MNopedia: The Minnesota Encyclopedia is a free English-language encyclopedia project from the Minnesota Historical Society. Funded through a Legacy Amendment Arts and Cultural Heritage Fund grant, it is the first online encyclopedia about Minnesota, a "resource for reliable information about significant people, places, events, and things in Minnesota history". Approved by Minnesotans on November 4, 2008, planning took place in 2010, the site was built in 2011 and was online on August 15; initial funding for 2010 was $199,457. Many of the articles produced by the encyclopedia are licensed under a Creative Commons Attribution-ShareAlike 3.0 Unported License as are some of its multimedia files.

The Minnesota Historical Society had previously planned to produce a print encyclopedia, but opted for an online site for the sake of affordability and interactivity. MNHS paid history scholars including Rhoda Gilman and Annette Atkins to compose essays for the site and the historical society also awards grants for the creation of entries on select topics.

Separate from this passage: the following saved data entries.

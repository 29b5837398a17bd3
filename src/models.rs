//! Data models for the probe suite.

use serde::{Deserialize, Serialize};
use std::path::{Path, PathBuf};

/// The three probes the suite knows how to run.
#[derive(Debug, Clone, Copy, PartialEq, Eq, Serialize, Deserialize)]
#[serde(rename_all = "snake_case")]
pub enum ProbeKind {
    /// App-readiness: page loads and reports a title.
    App,
    /// Landing page renders its name input and create button.
    Landing,
    /// Create-meeting flow reaches the room view.
    Room,
}

impl ProbeKind {
    /// Short name used in logs and reports.
    pub fn slug(&self) -> &'static str {
        match self {
            ProbeKind::App => "app",
            ProbeKind::Landing => "landing",
            ProbeKind::Room => "room",
        }
    }

    /// Screenshot artifact filename for this probe.
    pub fn screenshot_file(&self) -> &'static str {
        match self {
            ProbeKind::App => "meeting_app.png",
            ProbeKind::Landing => "landing_page_ui.png",
            ProbeKind::Room => "meeting_room_ui.png",
        }
    }
}

/// Resolved probe endpoints and output location.
#[derive(Debug, Clone)]
pub struct ProbeTargets {
    /// Meeting app URL (app and room probes).
    pub app_url: String,
    /// Landing page URL (separate port, separate process).
    pub landing_url: String,
    /// Directory screenshots are written into.
    pub out_dir: PathBuf,
}

impl Default for ProbeTargets {
    fn default() -> Self {
        Self {
            app_url: "http://localhost:3000".to_string(),
            landing_url: "http://localhost:3001".to_string(),
            out_dir: PathBuf::from("verification"),
        }
    }
}

impl ProbeTargets {
    /// URL a probe navigates to.
    pub fn url_for(&self, probe: ProbeKind) -> &str {
        match probe {
            ProbeKind::App | ProbeKind::Room => &self.app_url,
            ProbeKind::Landing => &self.landing_url,
        }
    }

    /// Screenshot path a probe writes to.
    pub fn screenshot_path(&self, probe: ProbeKind) -> PathBuf {
        self.out_dir.join(probe.screenshot_file())
    }
}

/// Record of one probe run.
#[derive(Debug, Clone, Serialize, Deserialize)]
pub struct ProbeReport {
    /// Probe slug ("app", "landing", "room").
    pub probe: String,
    /// URL the probe targeted.
    pub url: String,
    /// Whether every step completed.
    pub ok: bool,
    /// Page title, when the probe read one.
    #[serde(default)]
    pub title: Option<String>,
    /// Path of the captured screenshot, when one was written.
    #[serde(default)]
    pub screenshot: Option<String>,
    /// Error chain text for a failed run.
    #[serde(default)]
    pub error: Option<String>,
    /// When the run finished (RFC 3339).
    pub finished_at: String,
}

impl ProbeReport {
    /// Report for a run whose steps all completed.
    pub fn success(probe: ProbeKind, url: &str, title: Option<String>, screenshot: &Path) -> Self {
        Self {
            probe: probe.slug().to_string(),
            url: url.to_string(),
            ok: true,
            title,
            screenshot: Some(screenshot.display().to_string()),
            error: None,
            finished_at: chrono::Utc::now().to_rfc3339(),
        }
    }

    /// Report for a run that failed partway through.
    pub fn failure(probe: ProbeKind, url: &str, error: &anyhow::Error) -> Self {
        Self {
            probe: probe.slug().to_string(),
            url: url.to_string(),
            ok: false,
            title: None,
            screenshot: None,
            error: Some(format!("{error:#}")),
            finished_at: chrono::Utc::now().to_rfc3339(),
        }
    }
}

#[cfg(test)]
mod tests {
    use super::*;

    #[test]
    fn test_screenshot_files_match_artifacts() {
        assert_eq!(ProbeKind::App.screenshot_file(), "meeting_app.png");
        assert_eq!(ProbeKind::Landing.screenshot_file(), "landing_page_ui.png");
        assert_eq!(ProbeKind::Room.screenshot_file(), "meeting_room_ui.png");
    }

    #[test]
    fn test_default_targets() {
        let targets = ProbeTargets::default();
        assert_eq!(targets.app_url, "http://localhost:3000");
        assert_eq!(targets.landing_url, "http://localhost:3001");
        assert_eq!(targets.url_for(ProbeKind::App), targets.app_url);
        assert_eq!(targets.url_for(ProbeKind::Room), targets.app_url);
        assert_eq!(targets.url_for(ProbeKind::Landing), targets.landing_url);
    }

    #[test]
    fn test_screenshot_path_joins_out_dir() {
        let targets = ProbeTargets {
            out_dir: PathBuf::from("evidence"),
            ..ProbeTargets::default()
        };
        assert_eq!(
            targets.screenshot_path(ProbeKind::Room),
            PathBuf::from("evidence/meeting_room_ui.png")
        );
    }

    #[test]
    fn test_report_serializes_with_stable_fields() {
        let report = ProbeReport::success(
            ProbeKind::App,
            "http://localhost:3000",
            Some("Meeting App".to_string()),
            Path::new("verification/meeting_app.png"),
        );
        let json = serde_json::to_value(&report).unwrap();
        assert_eq!(json["probe"], "app");
        assert_eq!(json["ok"], true);
        assert_eq!(json["title"], "Meeting App");
        assert_eq!(json["screenshot"], "verification/meeting_app.png");
        assert!(json["error"].is_null());
    }

    #[test]
    fn test_failure_report_carries_error_chain() {
        let err = anyhow::anyhow!("connection refused").context("Navigation failed");
        let report = ProbeReport::failure(ProbeKind::Landing, "http://localhost:3001", &err);
        assert!(!report.ok);
        let text = report.error.unwrap();
        assert!(text.contains("Navigation failed"));
        assert!(text.contains("connection refused"));
    }
}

MNopedia is queryable via API. Online newspaper MinnPost publishes entries from MNopedia on a weekly basis as well as publishing bimonthly news articles that are later developed into entries for MNopedia.

Linda Cameron is the Project Manager. The article on the Wealthy Apple is a staff and internet favorite; under CC-By-SA attribution it was imported from MNopedia into Wikipedia in 2012.